WHAT THIS TASK INVOLVES:
Copy out all lines from the entries below in which "StdinLock" occurs.

Stored data entries
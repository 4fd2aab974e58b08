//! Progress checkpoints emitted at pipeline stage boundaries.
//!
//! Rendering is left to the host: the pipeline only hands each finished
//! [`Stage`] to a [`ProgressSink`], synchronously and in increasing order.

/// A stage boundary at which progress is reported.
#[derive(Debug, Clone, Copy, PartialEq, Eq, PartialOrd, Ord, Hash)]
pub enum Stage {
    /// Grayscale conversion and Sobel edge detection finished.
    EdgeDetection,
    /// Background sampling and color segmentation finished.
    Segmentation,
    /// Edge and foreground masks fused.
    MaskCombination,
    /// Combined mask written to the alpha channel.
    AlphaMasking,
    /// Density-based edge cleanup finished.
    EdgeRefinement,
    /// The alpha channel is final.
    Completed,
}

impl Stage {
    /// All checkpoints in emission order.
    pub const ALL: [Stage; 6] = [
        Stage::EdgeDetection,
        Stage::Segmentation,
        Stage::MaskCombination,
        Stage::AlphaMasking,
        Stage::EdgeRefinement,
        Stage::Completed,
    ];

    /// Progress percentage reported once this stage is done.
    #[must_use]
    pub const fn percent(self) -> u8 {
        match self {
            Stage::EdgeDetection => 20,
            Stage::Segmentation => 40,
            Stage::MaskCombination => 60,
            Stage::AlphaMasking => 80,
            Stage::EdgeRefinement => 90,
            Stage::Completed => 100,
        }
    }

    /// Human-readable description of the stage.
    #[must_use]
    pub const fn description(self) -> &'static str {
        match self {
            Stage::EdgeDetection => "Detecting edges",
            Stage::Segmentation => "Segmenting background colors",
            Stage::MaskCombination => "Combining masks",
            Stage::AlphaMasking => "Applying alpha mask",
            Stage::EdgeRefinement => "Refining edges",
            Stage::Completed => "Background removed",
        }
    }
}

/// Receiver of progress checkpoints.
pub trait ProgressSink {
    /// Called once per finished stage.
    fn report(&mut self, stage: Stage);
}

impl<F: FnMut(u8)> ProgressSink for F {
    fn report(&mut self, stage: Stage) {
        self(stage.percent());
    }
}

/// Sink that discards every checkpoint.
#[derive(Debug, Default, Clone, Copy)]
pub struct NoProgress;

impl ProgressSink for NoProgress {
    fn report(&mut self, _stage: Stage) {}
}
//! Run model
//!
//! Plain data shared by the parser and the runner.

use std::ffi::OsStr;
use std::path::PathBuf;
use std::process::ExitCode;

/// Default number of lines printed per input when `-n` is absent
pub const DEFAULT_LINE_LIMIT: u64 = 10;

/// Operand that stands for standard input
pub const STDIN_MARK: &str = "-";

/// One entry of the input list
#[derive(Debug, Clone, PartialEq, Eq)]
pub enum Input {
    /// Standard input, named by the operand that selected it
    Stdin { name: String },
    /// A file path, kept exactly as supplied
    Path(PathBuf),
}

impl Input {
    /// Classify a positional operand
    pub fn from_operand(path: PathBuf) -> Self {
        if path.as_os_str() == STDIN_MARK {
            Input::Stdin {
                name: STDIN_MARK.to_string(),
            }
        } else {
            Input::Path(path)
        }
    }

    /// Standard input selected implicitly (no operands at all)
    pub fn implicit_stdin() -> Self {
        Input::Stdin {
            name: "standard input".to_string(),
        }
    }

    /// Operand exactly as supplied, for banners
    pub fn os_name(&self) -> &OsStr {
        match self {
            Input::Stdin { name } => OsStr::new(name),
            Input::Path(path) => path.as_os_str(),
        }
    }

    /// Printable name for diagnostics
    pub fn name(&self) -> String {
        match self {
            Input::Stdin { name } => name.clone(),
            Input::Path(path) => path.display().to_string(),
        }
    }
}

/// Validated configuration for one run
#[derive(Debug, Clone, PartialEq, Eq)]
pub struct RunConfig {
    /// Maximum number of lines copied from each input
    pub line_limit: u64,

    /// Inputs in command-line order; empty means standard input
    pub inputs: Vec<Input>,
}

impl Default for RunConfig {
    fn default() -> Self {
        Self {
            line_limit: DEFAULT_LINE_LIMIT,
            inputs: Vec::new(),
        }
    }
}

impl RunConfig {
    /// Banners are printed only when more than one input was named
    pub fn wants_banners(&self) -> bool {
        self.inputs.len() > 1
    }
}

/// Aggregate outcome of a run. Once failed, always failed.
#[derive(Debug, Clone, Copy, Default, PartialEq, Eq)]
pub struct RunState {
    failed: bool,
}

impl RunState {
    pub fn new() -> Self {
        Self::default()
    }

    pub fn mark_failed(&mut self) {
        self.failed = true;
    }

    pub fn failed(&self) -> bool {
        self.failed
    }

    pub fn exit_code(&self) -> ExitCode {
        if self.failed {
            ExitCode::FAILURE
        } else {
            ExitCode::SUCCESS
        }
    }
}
...
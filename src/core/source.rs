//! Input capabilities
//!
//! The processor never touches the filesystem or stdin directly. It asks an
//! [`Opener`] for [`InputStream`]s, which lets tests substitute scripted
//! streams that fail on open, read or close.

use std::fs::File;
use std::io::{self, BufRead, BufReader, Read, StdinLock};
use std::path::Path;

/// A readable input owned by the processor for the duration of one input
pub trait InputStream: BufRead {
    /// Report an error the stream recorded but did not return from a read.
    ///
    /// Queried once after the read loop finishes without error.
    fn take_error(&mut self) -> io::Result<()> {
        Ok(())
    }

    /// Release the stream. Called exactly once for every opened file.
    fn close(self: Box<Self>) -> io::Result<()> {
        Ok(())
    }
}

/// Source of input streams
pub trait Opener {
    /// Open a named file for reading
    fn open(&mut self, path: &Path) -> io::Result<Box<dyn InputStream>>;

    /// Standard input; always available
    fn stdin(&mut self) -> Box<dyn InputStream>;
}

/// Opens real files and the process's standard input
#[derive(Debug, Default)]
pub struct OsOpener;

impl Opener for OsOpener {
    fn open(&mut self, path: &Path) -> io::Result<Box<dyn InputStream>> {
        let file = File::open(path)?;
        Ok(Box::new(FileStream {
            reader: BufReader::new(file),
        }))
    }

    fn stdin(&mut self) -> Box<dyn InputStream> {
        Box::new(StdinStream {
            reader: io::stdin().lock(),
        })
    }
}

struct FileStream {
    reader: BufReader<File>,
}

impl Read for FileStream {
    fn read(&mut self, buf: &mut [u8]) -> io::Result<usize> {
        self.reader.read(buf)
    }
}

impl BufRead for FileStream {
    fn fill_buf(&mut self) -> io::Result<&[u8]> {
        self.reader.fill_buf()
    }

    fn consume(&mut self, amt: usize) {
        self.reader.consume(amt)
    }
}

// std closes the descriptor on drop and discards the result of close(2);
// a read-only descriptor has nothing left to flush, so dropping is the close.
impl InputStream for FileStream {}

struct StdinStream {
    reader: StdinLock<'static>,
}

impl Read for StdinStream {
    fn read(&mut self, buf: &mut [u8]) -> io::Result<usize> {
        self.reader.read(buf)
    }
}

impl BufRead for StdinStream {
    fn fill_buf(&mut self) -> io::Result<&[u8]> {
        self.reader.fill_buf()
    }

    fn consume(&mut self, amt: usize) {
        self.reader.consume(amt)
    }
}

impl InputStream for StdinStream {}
--
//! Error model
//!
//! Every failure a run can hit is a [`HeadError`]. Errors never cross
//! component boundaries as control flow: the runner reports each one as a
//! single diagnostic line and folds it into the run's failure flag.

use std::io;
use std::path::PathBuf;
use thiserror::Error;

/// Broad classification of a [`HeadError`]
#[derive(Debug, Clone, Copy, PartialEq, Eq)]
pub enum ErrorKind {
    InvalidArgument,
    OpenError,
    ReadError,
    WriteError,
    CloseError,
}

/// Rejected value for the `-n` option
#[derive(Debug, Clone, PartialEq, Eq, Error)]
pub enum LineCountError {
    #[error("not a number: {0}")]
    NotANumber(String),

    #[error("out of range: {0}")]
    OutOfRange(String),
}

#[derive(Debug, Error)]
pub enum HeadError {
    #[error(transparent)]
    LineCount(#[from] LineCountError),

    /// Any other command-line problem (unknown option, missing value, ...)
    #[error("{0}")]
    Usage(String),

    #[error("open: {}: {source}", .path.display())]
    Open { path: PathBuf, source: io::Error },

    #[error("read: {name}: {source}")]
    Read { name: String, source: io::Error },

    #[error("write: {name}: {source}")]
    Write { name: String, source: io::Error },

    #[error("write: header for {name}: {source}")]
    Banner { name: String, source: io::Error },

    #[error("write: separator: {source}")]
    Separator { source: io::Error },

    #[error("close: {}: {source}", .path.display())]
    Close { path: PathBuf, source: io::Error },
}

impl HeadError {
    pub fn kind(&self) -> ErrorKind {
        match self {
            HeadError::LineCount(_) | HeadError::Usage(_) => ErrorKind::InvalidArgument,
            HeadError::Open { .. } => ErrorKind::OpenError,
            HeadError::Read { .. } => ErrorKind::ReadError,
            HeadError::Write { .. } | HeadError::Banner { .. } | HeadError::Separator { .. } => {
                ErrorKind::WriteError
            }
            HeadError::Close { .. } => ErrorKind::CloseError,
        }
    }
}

RESULT FOR THIS TASK:
use std::io::{self, BufRead, BufReader, Read, StdinLock};
    reader: StdinLock<'static>,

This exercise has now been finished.